Витя Беленький взял палочку-застукалочку и обратился к Варе:

– Ну-с, снова придется вам топать за палочкой.

– Не пойду. Надоело так играть.

– Ага! Как второй раз голить – так надоело. Нет, гражданка, это не по правилам. – Витя решительно направился за ворота.

– Пойдемте на реку, – спускаясь с крыльца, предложила Дина.

– На реку! – поддержали все и побежали к плетню огорода.

Когда они лезли через плетень, Дина выронила из кармана Костин подарок. Сверток упал на резные листья крапивы. Его подняла и спрятала в рукав Саша Семенцова. Она догнала Дину и, поглядывая на нее, хотела спросить, что у нее пропало, и, подразнив, возвратить потерянное. Но любопытство взяло верх. Девочка забежала в мелкий березник, присела и, осторожно распутав нитку, развернула бумагу.

В тонко очерченной рамке, перевитой незабудками и ромашкой, печатными буквами были написаны стихи. Вверху красивым шрифтом выведено:

«В день четырнадцатилетия Дине Затеевой от Кости Зарахович на память».

Саша с увлечением стала читать Костины стихи.

Особенно ей понравилось одно четверостишие, и она несколько раз перечитала его:

  • Караван наших дней быстрокрылый
  • Улетает и тает, как дым…
  • Знаю, в сердце, что есть и было —
  • Навсегда оставляет следы.

– Вот здорово, – прошептала она, свернула бумагу трубочкой, завязала ниткой и с сожалением подумала, что теперь каникулы. Будь сейчас учебное время, Саша непременно рассказала бы всему классу о том, что Костя сочиняет Динке стихи, и уж разыграли бы они и поэта и именинницу.

Саша догнала ребят, подала Дине сверток и сказала насмешливо:

– Маша-растеряша!

Дина вспыхнула, взглянула на Сашу, и по тому, как та сразу же посмотрела на Костю, ей показалось, что она читала стихи. Костя все это видел. Он нахмурился и вскоре, улучив удобный момент, схватил Сашу за длинные косы и со злостью в голосе крикнул:

– Но, чалка длиннохвостая!

Он дернул так больно, что Саша закинула кверху голову и на ее глаза навернулись слезы.

– У, Пушкин! – сердито сказала она.

Теперь Костя окончательно убедился, что Саша читала его стихи.

Они шли через пустырь. В стороне зияла ровная четырехугольная яма. Здесь еще в давние времена был приготовлен фундамент, очевидно предназначенный для дома с подвальным этажом. Яма глубиной около двух метров, была завалена большими камнями и поросла высокой густой травой.

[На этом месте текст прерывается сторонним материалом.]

//! Property-based tests using proptest
//!
//! These tests check WITH clause rendering and literal escaping over randomized
//! parameter maps and strings.

use deltastream_sdk::sql::{
    escape_identifier, escape_string_literal, is_unquoted_key, statement, unescape_string_literal,
    WithClause, UNQUOTED_KEYS,
};
use deltastream_sdk::ResourceKind;
use proptest::prelude::*;
use serde_json::{json, Value};
use std::collections::BTreeMap;

/// Dotted parameter keys such as `kafka.sasl.username`
fn arb_key() -> impl Strategy<Value = String> {
    "[a-z][a-z_]{0,8}(\\.[a-z_]{1,8}){0,2}"
}

/// Values without `=` so fragments can be counted in the output
fn arb_value() -> impl Strategy<Value = Value> {
    prop_oneof![
        "[a-zA-Z0-9 ',./:-]{0,16}".prop_map(Value::from),
        any::<i64>().prop_map(Value::from),
        any::<bool>().prop_map(Value::from),
    ]
}

/// Parameter map where `None` marks an absent entry
fn arb_parameters() -> impl Strategy<Value = BTreeMap<String, Option<Value>>> {
    prop::collection::btree_map(arb_key(), prop::option::of(arb_value()), 0..20)
}

fn build(parameters: &BTreeMap<String, Option<Value>>) -> WithClause {
    let mut clause = WithClause::new();
    for (key, value) in parameters {
        clause.set(key.as_str(), value.clone().unwrap_or(Value::Null));
    }
    clause
}

proptest! {
    /// Absent entries are never emitted and every present one is
    #[test]
    fn absent_keys_are_omitted(parameters in arb_parameters()) {
        let sql = build(&parameters).to_sql();
        let present = parameters.values().filter(|v| v.is_some()).count();

        prop_assert_eq!(sql.matches(" = ").count(), present);
        for (key, value) in &parameters {
            let fragment = format!("'{}' =", key);
            prop_assert_eq!(sql.contains(&fragment), value.is_some());
        }
    }

    #[test]
    fn string_literals_round_trip(s in ".*") {
        let literal = escape_string_literal(&s);
        prop_assert!(literal.starts_with('\''));
        prop_assert!(literal.ends_with('\''));
        prop_assert_eq!(unescape_string_literal(&literal), Some(s));
    }

    #[test]
    fn identifiers_round_trip(name in ".*") {
        let quoted = escape_identifier(&name);
        let inner = &quoted[1..quoted.len() - 1];
        prop_assert_eq!(inner.replace("\"\"", "\""), name);
    }

    #[test]
    fn keyword_keys_render_bare(
        key in prop::sample::select(UNQUOTED_KEYS),
        value in "[A-Z][A-Z0-9_]{0,12}",
    ) {
        let clause = WithClause::new().with(key, value.as_str());
        prop_assert_eq!(clause.to_sql(), format!("WITH ('{}' = {})", key, value));
    }

    #[test]
    fn other_keys_render_quoted(
        key in arb_key().prop_filter("keyword key", |k| !is_unquoted_key(k)),
        value in "[a-zA-Z0-9 ']{0,16}",
    ) {
        let clause = WithClause::new().with(key.as_str(), value.as_str());
        prop_assert_eq!(
            clause.to_sql(),
            format!("WITH ('{}' = {})", key, escape_string_literal(&value))
        );
    }

    #[test]
    fn rendering_is_idempotent(parameters in arb_parameters()) {
        let clause = build(&parameters);
        prop_assert_eq!(clause.to_sql(), clause.to_sql());
        prop_assert_eq!(clause.clone().to_sql(), clause.to_sql());
    }

    /// A clause with nothing present leaves the statement without WITH
    #[test]
    fn all_absent_means_no_with(keys in prop::collection::vec(arb_key(), 0..10)) {
        let mut clause = WithClause::new();
        for key in &keys {
            clause.set(key.as_str(), Value::Null);
        }

        prop_assert_eq!(clause.to_sql(), "");
        prop_assert!(clause.is_empty());
        let sql = statement::create(ResourceKind::Stream, "s", &clause, None);
        prop_assert_eq!(sql, "CREATE STREAM \"s\"");
    }
}

#[test]
fn test_mixed_value_types() {
    let clause = WithClause::new()
        .with("bootstrap.servers", "localhost:9092")
        .with("auth.type", "PLAIN")
        .with("port", 9092);

    assert_eq!(
        clause.to_sql(),
        "WITH ('bootstrap.servers' = 'localhost:9092', 'auth.type' = 'PLAIN', 'port' = '9092')"
    );
    assert_eq!(clause.to_sql().matches("WITH (").count(), 1);
}

#[test]
fn test_embedded_quotes_are_doubled() {
    let clause = WithClause::new().with("password", "pass'word");
    assert_eq!(clause.to_sql(), "WITH ('password' = 'pass''word')");
}

#[test]
fn test_type_value_is_bare() {
    let clause = WithClause::new().with("type", "KAFKA");
    assert_eq!(clause.to_sql(), "WITH ('type' = KAFKA)");
}

#[test]
fn test_generic_booleans_are_lowercase() {
    let clause = WithClause::new()
        .with("auto.suspend", true)
        .with("tls.disabled", json!("TRUE"));
    assert_eq!(
        clause.to_sql(),
        "WITH ('auto.suspend' = 'true', 'tls.disabled' = TRUE)"
    );
}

Впереди шли Дина и Ната. Когда они были вместе, то Дина казалась особенно высокой и хрупкой, а Ната здоровой и коренастой. Несмотря на торжественный день – именины лучшей подруги, – Ната была одета небрежно. Пояс коричневого платья придерживала большая английская булавка. На спине из четырех пуговиц две отсутствовали.

Девочки подошли к краю фундамента. Саша с Варей шли шагах в десяти, оживленно перешептываясь. Мальчики скрылись под яром.

– Спрячемся! – шепнула Ната, указывая на яму.

Дина быстро оглянулась, убедилась, что ее и Нату подруги не замечают, присела и, посмеиваясь, осторожно спрыгнула вниз. Ната последовала за ней.

Они забились в угол, прислушиваясь к шагам и разговорам наверху.

– А где же девчата? – услышали они удивленный голос Вари. – Неужели к реке спустились?

Послышался дружный топот ног, должно быть, девочки побежали.

Дина с Натой переглянулись и засмеялись. Они продолжали сидеть на корточках в углу ямы и разговаривали шепотом.

– Динка-а-а!

– Нат-ка-а-а! – доносилось издали.

Их искали. Хотелось спрятаться подальше. Дина изо всех сил прижималась спиной к холодному камню, словно от этого она становилась менее заметной. Неожиданно на плечи ей посыпалась земля. «Подкрались, увидели», – подумала она, осторожно приподнимая кверху голову. Но наверху никого не было.

Земля осыпалась между ровными четырехугольными камнями, к которым прижималась Дина. Она повернулась и заметила, что камень, около которого она стояла, отличался от других камней – гладкий и темный, он скорее походил на плиту. Она наклонилась, взяла щепку и ткнула ею между камней. Щепка без усилий вошла туда.

Земля посыпалась опять, и между камней образовалась дыра. Дина просунула туда руку и громко сказала:

– Там пусто!

– Тише ты! – зашептала Ната. – Они же тут.

Но Дину теперь больше всего на свете занимала дыра между камней.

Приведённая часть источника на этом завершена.